Turkish, Kurdish
First Language(s): Turkish, Kurdish
Second Language(s):
English
Helin Yüksel writes between languages, cities, and selves. From Turkey and currently pursuing a master’s degree in Berlin, she explores gender in academia while experimenting with feminist literature in her creative work. Her writing delves into the layered nature of womanhood, belonging, and estrangement.
What was your favorite book as a child?
I began to love literature by experiencing it in my own language and within my own culture. I cannot quite recall my favorite book from childhood, but I can say that some of the moments I felt most connected to literature were while reading the works of Tezer Özlü and Zülfü Livaneli.
What was the original reason or motivation why you started writing creatively?
I started writing when I realized that simply speaking was not enough to express myself.
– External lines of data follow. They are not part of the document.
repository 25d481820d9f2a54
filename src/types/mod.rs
//! Core Types
//!
//! Shared data and error types used across the scan pipeline.

pub mod error;
pub mod record;

pub use error::{FailureStage, Result, SummaryError};
pub use record::FileMatchRecord;
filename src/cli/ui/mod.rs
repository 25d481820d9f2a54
pub mod output;

pub use output::Output;
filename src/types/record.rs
use std::path::{Path, PathBuf};

/// Class and function names found in a single source file
#[derive(Debug, Clone, PartialEq, Eq)]
pub struct FileMatchRecord {
    pub path: PathBuf,
    pub classes: Vec<String>,
    pub functions: Vec<String>,
}

impl FileMatchRecord {
    pub fn new(path: impl Into<PathBuf>, classes: Vec<String>, functions: Vec<String>) -> Self {
        Self {
            path: path.into(),
            classes,
            functions,
        }
    }

    pub fn path(&self) -> &Path {
        &self.path
    }

    pub fn has_classes(&self) -> bool {
        !self.classes.is_empty()
    }

    pub fn has_functions(&self) -> bool {
        !self.functions.is_empty()
    }

    /// True when the file contributes nothing to the report
    pub fn is_empty(&self) -> bool {
        !self.has_classes() && !self.has_functions()
    }
}

#[cfg(test)]
mod tests {
    use super::*;

    #[test]
    fn test_empty_record() {
        let record = FileMatchRecord::new("lib/empty.dart", vec![], vec![]);
        assert!(record.is_empty());
        assert!(!record.has_classes());
        assert!(!record.has_functions());
    }

    #[test]
    fn test_independent_flags() {
        let record = FileMatchRecord::new("lib/util.dart", vec![], vec!["format".to_string()]);
        assert!(!record.is_empty());
        assert!(!record.has_classes());
        assert!(record.has_functions());
        assert_eq!(record.path(), Path::new("lib/util.dart"));
    }
}
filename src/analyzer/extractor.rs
//! Signature Extractor
//!
//! Pattern-based extraction of class names and function-like signatures.
//!
//! A word token is a run of letters, numbers and `_`. Both patterns are
//! text heuristics with no notion of comments, string literals or nesting:
//!
//! - `class <word>` matches the keyword anywhere, including inside
//!   identifiers such as `subclass Foo` and inside comments.
//! - `<word> <word>(...)` matches any `word word(...)` on one line. It
//!   picks up `return compute(x)` and misses `x = compute()`, generic return
//!   types, annotations between the tokens and multi-line argument lists.

use regex::Regex;
use std::path::Path;

use crate::constants::patterns;
use crate::types::{FileMatchRecord, Result};

pub struct SignatureExtractor {
    class_pattern: Regex,
    function_pattern: Regex,
}

impl SignatureExtractor {
    pub fn new() -> Result<Self> {
        Ok(Self {
            class_pattern: Regex::new(patterns::CLASS)?,
            function_pattern: Regex::new(patterns::FUNCTION)?,
        })
    }

    /// Class names in order of appearance
    pub fn classes(&self, content: &str) -> Vec<String> {
        self.class_pattern
            .captures_iter(content)
            .filter_map(|caps| caps.get(1))
            .map(|m| m.as_str().to_string())
            .collect()
    }

    /// Function names (second token of each match) in order of appearance
    pub fn functions(&self, content: &str) -> Vec<String> {
        self.function_pattern
            .captures_iter(content)
            .filter_map(|caps| caps.get(2))
            .map(|m| m.as_str().to_string())
            .collect()
    }

    pub fn extract(&self, path: &Path, content: &str) -> FileMatchRecord {
        FileMatchRecord::new(path, self.classes(content), self.functions(content))
    }
}

#[cfg(test)]
mod tests {
    use super::*;
    use proptest::prelude::*;

    fn extractor() -> SignatureExtractor {
        SignatureExtractor::new().unwrap()
    }

    #[test]
    fn test_classes_in_order() {
        let content = "class Foo {}\nclass Bar extends Foo {}";
        assert_eq!(extractor().classes(content), vec!["Foo", "Bar"]);
    }

    #[test]
    fn test_classes_match_inside_comments_and_identifiers() {
        let content = "// this class Ghost is only mentioned\nabstract subclass Real {}";
        assert_eq!(extractor().classes(content), vec!["Ghost", "Real"]);
    }

    #[test]
    fn test_class_requires_single_space() {
        let content = "class\tTabbed {}\nclass  Spaced {}";
        assert!(extractor().classes(content).is_empty());
    }

    #[test]
    fn test_class_name_stops_at_combining_and_connector_marks() {
        let content = "class Cafe\u{301} {} class Foo\u{203f}Bar {} class Été {}";
        assert_eq!(extractor().classes(content), vec!["Cafe", "Foo", "Été"]);
    }

    #[test]
    fn test_function_name_with_combining_mark_not_matched() {
        assert!(extractor().functions("void a\u{301}b() {}").is_empty());
        assert_eq!(extractor().functions("void größe2() {}"), vec!["größe2"]);
    }

    #[test]
    fn test_function_two_tokens() {
        let functions = extractor().functions("void doThing() {}");
        assert_eq!(functions, vec!["doThing"]);
    }

    #[test]
    fn test_function_single_token_not_matched() {
        assert!(extractor().functions("int x = compute();").is_empty());
    }

    #[test]
    fn test_function_keeps_name_only() {
        let content = "String getName() => name;\nFuture<void> load() async {}\nint add(int a, int b) {}";
        // `Future<void> load()` has a generic return type and is missed
        assert_eq!(extractor().functions(content), vec!["getName", "add"]);
    }

    #[test]
    fn test_function_matches_control_flow_shapes() {
        let content = "  return compute(x);\n  await save(data);\n  if (ready) {}";
        assert_eq!(extractor().functions(content), vec!["compute", "save"]);
    }

    #[test]
    fn test_function_arguments_stay_on_one_line() {
        let content = "Widget build(\n  BuildContext context,\n) {}";
        assert!(extractor().functions(content).is_empty());
    }

    #[test]
    fn test_extract_record() {
        let record = extractor().extract(
            Path::new("a/x.dart"),
            r#"class X { String getName() => "x"; }"#,
        );
        assert_eq!(record.path(), Path::new("a/x.dart"));
        assert_eq!(record.classes, vec!["X"]);
        assert_eq!(record.functions, vec!["getName"]);
    }

    #[test]
    fn test_extract_nothing() {
        let record = extractor().extract(Path::new("empty.dart"), "// nothing here\n");
        assert!(record.is_empty());
    }

    proptest! {
        #[test]
        fn prop_every_declared_class_is_found(
            names in prop::collection::vec("[A-Z][A-Za-z0-9_]{0,12}", 0..8)
        ) {
            let content: String = names
                .iter()
                .map(|n| format!("class {} {{}}\n", n))
                .collect();
            prop_assert_eq!(extractor().classes(&content), names);
        }

        #[test]
        fn prop_every_void_function_is_found(
            names in prop::collection::vec("[a-z][A-Za-z0-9_]{0,12}", 0..8)
        ) {
            let content: String = names
                .iter()
                .map(|n| format!("void {}() {{}}\n", n))
                .collect();
            prop_assert_eq!(extractor().functions(&content), names);
        }
    }
}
At the age of 10 or 12, I found myself overwhelmed — by the ever-changing, unpredictable world around me, and by the complex world within me. My curiosity, fear, anger, and joy were too intense, too tangled to be unpacked in conversation. That is how it all started. As a child who felt too heavy for both her and the world she lived in, I turned to words to feel lighter. I ran to them, I pleaded with them, and they helped me breathe.
What was the most adventurous or thrilling thing you ever did/experienced?
Honestly, I have never been much of an adventurous person. While my friends were busy balancing on the edges of tall walls, I was always the one standing firmly on the ground, both feet planted — waiting in the safest corner I could find.
Still, if I had to name the most adventurous thing I have ever done, it would be this: putting all my loved ones into a suitcase through a few photographs and moving to an entirely different country — alone, voiceless, rootless. Trying to grow new roots in unfamiliar soil may be the boldest thing I have ever done.
Do you listen to music while reading or writing?
When I write, sometimes I listen to music, sometimes I do not. There are moments when tuning into someone else's emotions, through their lyrics and melodies, blocks my own words from surfacing. On those days, I silence every sound around me just to hear myself more clearly. But other times, I write while immersing myself in the background noise of other lives — maybe I am unknowingly telling the story of the woman who ordered coffee just before me at a café. Maybe I am channeling the sorrows of someone who started their journey long before I did.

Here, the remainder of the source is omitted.